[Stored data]

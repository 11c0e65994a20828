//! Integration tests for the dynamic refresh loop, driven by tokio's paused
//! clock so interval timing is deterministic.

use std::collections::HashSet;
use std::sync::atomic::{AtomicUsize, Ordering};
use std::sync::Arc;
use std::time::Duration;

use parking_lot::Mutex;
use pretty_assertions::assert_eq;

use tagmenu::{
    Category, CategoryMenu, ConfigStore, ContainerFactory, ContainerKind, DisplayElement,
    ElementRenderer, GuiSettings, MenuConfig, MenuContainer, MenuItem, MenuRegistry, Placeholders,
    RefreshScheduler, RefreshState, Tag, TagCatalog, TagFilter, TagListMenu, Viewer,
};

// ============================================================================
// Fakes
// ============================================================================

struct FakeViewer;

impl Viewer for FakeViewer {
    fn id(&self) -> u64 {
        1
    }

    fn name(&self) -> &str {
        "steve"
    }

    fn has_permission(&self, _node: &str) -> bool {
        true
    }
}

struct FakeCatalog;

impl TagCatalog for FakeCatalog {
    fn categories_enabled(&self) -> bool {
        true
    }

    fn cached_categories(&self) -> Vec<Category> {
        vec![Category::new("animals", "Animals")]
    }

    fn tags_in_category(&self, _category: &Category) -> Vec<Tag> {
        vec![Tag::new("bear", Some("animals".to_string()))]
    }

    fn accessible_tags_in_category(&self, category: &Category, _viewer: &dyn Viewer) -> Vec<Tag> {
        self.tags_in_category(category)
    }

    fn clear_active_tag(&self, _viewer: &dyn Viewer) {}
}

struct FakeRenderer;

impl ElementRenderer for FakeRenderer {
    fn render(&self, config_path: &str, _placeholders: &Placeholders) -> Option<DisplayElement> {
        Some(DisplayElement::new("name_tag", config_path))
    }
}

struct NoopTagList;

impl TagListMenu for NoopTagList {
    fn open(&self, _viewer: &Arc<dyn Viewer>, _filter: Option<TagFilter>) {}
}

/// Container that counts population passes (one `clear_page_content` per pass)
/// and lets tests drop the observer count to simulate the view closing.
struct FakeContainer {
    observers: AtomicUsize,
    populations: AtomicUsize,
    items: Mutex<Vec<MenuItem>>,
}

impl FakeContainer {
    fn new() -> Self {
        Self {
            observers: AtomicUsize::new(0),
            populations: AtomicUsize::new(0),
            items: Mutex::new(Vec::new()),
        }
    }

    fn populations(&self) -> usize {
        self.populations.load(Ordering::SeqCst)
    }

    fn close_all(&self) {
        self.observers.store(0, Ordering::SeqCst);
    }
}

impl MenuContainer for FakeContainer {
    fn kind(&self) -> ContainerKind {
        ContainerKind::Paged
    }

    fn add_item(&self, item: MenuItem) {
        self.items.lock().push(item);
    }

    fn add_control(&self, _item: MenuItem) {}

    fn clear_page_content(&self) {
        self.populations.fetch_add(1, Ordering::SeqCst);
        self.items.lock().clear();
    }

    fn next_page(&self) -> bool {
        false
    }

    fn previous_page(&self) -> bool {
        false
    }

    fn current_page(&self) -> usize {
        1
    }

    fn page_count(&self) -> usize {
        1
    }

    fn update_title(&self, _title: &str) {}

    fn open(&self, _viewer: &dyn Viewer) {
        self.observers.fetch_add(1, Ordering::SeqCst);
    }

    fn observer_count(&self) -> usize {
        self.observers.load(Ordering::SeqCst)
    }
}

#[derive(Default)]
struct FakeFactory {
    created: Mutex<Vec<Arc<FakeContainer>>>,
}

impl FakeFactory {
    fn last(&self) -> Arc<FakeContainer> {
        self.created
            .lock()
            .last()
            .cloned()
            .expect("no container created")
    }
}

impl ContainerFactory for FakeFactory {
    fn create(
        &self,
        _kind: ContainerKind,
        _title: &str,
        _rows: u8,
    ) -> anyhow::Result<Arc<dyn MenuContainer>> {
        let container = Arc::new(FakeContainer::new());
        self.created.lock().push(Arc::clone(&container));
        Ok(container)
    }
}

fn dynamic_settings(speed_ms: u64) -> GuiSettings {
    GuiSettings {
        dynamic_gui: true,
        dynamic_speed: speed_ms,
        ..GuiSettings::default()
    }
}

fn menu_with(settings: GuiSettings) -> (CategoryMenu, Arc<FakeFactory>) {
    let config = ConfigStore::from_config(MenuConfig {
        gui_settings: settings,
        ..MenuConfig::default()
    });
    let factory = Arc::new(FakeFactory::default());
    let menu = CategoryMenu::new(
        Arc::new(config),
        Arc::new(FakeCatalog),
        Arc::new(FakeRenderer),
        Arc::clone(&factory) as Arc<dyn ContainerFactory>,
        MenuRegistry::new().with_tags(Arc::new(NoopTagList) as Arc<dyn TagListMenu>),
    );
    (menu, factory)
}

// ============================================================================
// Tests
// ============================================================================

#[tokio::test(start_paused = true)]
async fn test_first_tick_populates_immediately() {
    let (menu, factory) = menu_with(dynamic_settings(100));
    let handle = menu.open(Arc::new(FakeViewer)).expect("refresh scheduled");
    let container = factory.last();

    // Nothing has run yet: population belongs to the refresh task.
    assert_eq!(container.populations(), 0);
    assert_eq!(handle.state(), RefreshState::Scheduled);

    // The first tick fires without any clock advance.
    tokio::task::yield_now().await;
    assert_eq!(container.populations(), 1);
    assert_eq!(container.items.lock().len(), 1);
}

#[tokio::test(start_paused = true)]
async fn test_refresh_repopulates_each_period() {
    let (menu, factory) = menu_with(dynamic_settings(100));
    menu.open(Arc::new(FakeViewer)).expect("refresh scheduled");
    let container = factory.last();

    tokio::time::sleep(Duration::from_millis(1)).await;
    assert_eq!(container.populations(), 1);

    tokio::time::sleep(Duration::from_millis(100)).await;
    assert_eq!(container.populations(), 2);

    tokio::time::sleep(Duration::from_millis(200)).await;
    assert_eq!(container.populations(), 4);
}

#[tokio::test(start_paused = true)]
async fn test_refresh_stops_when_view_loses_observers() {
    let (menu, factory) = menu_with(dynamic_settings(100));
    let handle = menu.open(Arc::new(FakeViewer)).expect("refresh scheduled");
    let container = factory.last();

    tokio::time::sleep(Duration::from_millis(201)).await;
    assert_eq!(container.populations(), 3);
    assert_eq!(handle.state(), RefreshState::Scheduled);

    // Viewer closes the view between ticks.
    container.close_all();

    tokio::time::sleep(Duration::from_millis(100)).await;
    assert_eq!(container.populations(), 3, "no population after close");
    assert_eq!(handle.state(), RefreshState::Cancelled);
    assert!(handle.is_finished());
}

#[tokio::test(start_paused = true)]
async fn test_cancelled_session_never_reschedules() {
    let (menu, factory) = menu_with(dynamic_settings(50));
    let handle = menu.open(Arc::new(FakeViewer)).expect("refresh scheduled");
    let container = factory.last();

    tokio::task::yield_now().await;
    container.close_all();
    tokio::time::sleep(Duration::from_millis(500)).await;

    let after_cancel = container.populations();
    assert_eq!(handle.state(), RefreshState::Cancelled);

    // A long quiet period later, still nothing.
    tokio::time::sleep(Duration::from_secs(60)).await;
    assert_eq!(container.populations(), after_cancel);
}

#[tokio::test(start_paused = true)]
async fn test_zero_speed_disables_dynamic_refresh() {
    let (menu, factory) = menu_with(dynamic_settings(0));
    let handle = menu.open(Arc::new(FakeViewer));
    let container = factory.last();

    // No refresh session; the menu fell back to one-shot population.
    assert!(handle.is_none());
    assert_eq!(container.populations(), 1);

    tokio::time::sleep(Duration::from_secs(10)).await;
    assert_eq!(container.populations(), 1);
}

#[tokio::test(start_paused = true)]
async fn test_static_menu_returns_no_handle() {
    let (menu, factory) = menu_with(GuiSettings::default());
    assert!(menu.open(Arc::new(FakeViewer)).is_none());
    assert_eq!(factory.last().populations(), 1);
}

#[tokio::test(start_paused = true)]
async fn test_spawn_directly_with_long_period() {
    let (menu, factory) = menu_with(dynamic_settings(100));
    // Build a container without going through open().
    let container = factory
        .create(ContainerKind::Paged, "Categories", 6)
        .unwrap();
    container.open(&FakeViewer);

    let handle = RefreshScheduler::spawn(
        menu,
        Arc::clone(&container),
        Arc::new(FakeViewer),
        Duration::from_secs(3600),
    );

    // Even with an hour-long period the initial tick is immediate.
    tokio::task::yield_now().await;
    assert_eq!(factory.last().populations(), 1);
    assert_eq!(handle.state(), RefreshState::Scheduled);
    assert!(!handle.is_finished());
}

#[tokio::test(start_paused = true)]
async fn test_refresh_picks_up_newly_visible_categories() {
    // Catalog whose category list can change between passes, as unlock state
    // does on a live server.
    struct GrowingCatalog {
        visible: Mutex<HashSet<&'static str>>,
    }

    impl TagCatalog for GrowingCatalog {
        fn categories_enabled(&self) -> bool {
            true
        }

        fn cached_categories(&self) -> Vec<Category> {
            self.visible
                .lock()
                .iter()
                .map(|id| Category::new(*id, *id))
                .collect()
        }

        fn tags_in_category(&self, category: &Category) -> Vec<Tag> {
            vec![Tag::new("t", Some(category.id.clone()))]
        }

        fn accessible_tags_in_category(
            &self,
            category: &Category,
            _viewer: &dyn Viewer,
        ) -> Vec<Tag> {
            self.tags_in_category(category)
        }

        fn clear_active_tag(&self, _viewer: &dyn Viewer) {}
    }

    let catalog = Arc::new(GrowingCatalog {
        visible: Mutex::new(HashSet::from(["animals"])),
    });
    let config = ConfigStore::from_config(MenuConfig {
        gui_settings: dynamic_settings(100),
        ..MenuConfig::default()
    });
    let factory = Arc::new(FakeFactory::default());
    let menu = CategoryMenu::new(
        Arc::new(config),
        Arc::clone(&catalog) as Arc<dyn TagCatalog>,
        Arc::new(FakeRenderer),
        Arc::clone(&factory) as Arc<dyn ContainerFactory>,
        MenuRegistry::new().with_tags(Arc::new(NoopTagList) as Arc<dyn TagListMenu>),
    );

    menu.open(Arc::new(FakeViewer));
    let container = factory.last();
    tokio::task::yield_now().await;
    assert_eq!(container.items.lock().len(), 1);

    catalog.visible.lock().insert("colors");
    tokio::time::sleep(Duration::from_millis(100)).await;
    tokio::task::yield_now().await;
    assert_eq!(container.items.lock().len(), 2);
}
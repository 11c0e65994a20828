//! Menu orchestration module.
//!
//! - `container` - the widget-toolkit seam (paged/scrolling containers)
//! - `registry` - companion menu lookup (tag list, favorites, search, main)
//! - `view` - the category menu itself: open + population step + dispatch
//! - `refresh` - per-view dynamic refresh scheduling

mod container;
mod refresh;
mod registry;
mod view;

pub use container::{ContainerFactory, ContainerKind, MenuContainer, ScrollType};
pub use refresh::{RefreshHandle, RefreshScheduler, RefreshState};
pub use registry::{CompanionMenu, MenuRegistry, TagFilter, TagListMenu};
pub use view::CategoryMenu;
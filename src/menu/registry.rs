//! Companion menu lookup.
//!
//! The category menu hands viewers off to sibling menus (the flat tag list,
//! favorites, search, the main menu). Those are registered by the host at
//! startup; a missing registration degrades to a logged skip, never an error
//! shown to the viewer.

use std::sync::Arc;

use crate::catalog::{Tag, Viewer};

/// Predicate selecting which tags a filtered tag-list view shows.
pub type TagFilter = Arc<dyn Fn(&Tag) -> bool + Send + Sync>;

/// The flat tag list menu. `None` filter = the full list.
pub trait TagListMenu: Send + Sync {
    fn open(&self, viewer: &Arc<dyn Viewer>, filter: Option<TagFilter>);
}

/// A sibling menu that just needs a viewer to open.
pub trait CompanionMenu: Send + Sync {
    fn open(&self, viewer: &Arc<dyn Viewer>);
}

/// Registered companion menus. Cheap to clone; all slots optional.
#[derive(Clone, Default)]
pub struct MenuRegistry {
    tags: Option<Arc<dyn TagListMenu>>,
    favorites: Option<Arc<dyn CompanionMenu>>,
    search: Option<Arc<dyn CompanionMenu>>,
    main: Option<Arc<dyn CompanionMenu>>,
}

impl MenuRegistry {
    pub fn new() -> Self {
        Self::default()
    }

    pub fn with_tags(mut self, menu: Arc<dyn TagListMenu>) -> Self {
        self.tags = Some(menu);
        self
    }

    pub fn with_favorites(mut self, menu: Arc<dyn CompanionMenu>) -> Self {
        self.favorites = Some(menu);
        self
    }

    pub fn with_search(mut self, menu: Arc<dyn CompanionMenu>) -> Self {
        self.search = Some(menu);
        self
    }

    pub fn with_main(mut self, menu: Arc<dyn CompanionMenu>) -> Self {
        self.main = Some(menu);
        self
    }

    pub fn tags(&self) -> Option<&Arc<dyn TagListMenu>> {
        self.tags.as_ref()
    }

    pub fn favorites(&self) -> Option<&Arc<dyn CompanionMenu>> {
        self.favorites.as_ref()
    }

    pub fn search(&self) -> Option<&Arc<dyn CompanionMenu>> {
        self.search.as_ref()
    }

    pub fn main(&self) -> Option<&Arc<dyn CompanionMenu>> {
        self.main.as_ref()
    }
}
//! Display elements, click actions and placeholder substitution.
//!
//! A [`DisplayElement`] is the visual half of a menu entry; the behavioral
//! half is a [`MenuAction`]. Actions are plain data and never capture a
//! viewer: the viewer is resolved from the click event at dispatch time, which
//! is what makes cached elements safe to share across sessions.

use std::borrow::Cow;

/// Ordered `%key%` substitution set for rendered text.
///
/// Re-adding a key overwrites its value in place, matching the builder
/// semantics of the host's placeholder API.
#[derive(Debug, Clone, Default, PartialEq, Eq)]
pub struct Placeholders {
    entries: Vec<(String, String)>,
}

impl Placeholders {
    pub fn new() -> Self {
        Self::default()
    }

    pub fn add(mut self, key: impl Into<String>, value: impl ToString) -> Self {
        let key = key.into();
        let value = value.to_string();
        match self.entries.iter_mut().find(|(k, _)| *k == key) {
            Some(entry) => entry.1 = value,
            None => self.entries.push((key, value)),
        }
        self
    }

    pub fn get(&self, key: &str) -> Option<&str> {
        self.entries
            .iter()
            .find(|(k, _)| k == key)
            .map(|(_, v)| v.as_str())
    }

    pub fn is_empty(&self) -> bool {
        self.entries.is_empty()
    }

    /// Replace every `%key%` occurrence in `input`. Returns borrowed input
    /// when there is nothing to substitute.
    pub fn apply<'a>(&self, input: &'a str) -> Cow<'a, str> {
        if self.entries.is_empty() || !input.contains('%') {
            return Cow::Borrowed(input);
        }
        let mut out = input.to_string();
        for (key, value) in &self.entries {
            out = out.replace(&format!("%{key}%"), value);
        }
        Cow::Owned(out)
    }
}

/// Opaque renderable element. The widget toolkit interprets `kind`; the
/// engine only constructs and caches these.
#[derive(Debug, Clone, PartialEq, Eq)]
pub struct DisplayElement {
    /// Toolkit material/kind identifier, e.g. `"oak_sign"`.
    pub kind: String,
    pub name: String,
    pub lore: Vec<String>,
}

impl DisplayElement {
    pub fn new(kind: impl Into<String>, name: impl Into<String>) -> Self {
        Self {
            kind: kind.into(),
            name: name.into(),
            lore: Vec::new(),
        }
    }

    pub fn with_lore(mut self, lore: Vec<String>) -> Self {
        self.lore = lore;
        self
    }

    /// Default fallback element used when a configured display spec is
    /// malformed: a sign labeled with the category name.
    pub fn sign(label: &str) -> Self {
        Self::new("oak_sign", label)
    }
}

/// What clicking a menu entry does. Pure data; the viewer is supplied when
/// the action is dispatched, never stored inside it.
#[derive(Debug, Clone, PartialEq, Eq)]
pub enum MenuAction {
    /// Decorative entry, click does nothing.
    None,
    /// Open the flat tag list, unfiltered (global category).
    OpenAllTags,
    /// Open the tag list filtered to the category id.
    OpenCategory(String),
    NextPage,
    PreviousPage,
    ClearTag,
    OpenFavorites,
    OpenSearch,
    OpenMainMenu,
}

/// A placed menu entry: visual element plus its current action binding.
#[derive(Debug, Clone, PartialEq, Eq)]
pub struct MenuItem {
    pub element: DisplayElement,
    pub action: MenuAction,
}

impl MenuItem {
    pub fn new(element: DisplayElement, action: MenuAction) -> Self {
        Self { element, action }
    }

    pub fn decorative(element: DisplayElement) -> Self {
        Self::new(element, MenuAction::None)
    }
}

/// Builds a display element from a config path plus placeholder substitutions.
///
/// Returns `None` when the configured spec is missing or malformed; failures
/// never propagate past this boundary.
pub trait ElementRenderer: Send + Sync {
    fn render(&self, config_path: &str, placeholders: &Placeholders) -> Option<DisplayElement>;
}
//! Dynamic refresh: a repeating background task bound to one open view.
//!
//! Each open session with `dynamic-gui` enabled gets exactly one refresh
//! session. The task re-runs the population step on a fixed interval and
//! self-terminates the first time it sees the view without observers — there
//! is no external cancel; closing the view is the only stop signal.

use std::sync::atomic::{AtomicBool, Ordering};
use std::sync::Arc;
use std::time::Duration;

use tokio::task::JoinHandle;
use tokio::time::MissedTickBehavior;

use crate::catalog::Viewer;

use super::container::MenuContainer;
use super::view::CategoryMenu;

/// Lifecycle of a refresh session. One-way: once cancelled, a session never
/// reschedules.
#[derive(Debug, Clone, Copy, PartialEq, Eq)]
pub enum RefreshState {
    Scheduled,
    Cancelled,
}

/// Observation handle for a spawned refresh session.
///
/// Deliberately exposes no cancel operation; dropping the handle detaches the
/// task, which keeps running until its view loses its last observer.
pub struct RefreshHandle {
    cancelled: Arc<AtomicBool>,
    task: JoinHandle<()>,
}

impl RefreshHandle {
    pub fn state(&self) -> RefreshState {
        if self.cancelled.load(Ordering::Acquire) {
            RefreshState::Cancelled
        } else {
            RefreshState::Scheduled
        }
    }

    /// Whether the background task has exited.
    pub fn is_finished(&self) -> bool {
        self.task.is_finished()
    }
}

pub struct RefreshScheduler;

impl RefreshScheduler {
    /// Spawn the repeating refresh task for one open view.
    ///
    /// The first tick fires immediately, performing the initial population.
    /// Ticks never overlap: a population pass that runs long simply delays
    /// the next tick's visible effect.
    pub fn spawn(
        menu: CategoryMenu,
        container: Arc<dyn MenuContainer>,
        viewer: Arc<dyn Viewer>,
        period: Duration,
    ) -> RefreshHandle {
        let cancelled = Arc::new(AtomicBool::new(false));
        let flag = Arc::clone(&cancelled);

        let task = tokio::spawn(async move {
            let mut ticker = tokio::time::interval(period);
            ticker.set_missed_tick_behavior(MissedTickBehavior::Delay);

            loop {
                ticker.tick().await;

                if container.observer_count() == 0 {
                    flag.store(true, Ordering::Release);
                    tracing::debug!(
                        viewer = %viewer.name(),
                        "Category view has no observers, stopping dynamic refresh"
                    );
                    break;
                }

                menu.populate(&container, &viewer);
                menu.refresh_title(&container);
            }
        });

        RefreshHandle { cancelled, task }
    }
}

• Work required:
If a line in the records above has the word "Ordering", copy it.

• Response box:
use std::sync::atomic::{AtomicUsize, Ordering};
        self.populations.load(Ordering::SeqCst)
        self.observers.store(0, Ordering::SeqCst);
        self.populations.fetch_add(1, Ordering::SeqCst);
        self.observers.fetch_add(1, Ordering::SeqCst);
        self.observers.load(Ordering::SeqCst)
use std::sync::atomic::{AtomicBool, Ordering};
        if self.cancelled.load(Ordering::Acquire) {
                    flag.store(true, Ordering::Release);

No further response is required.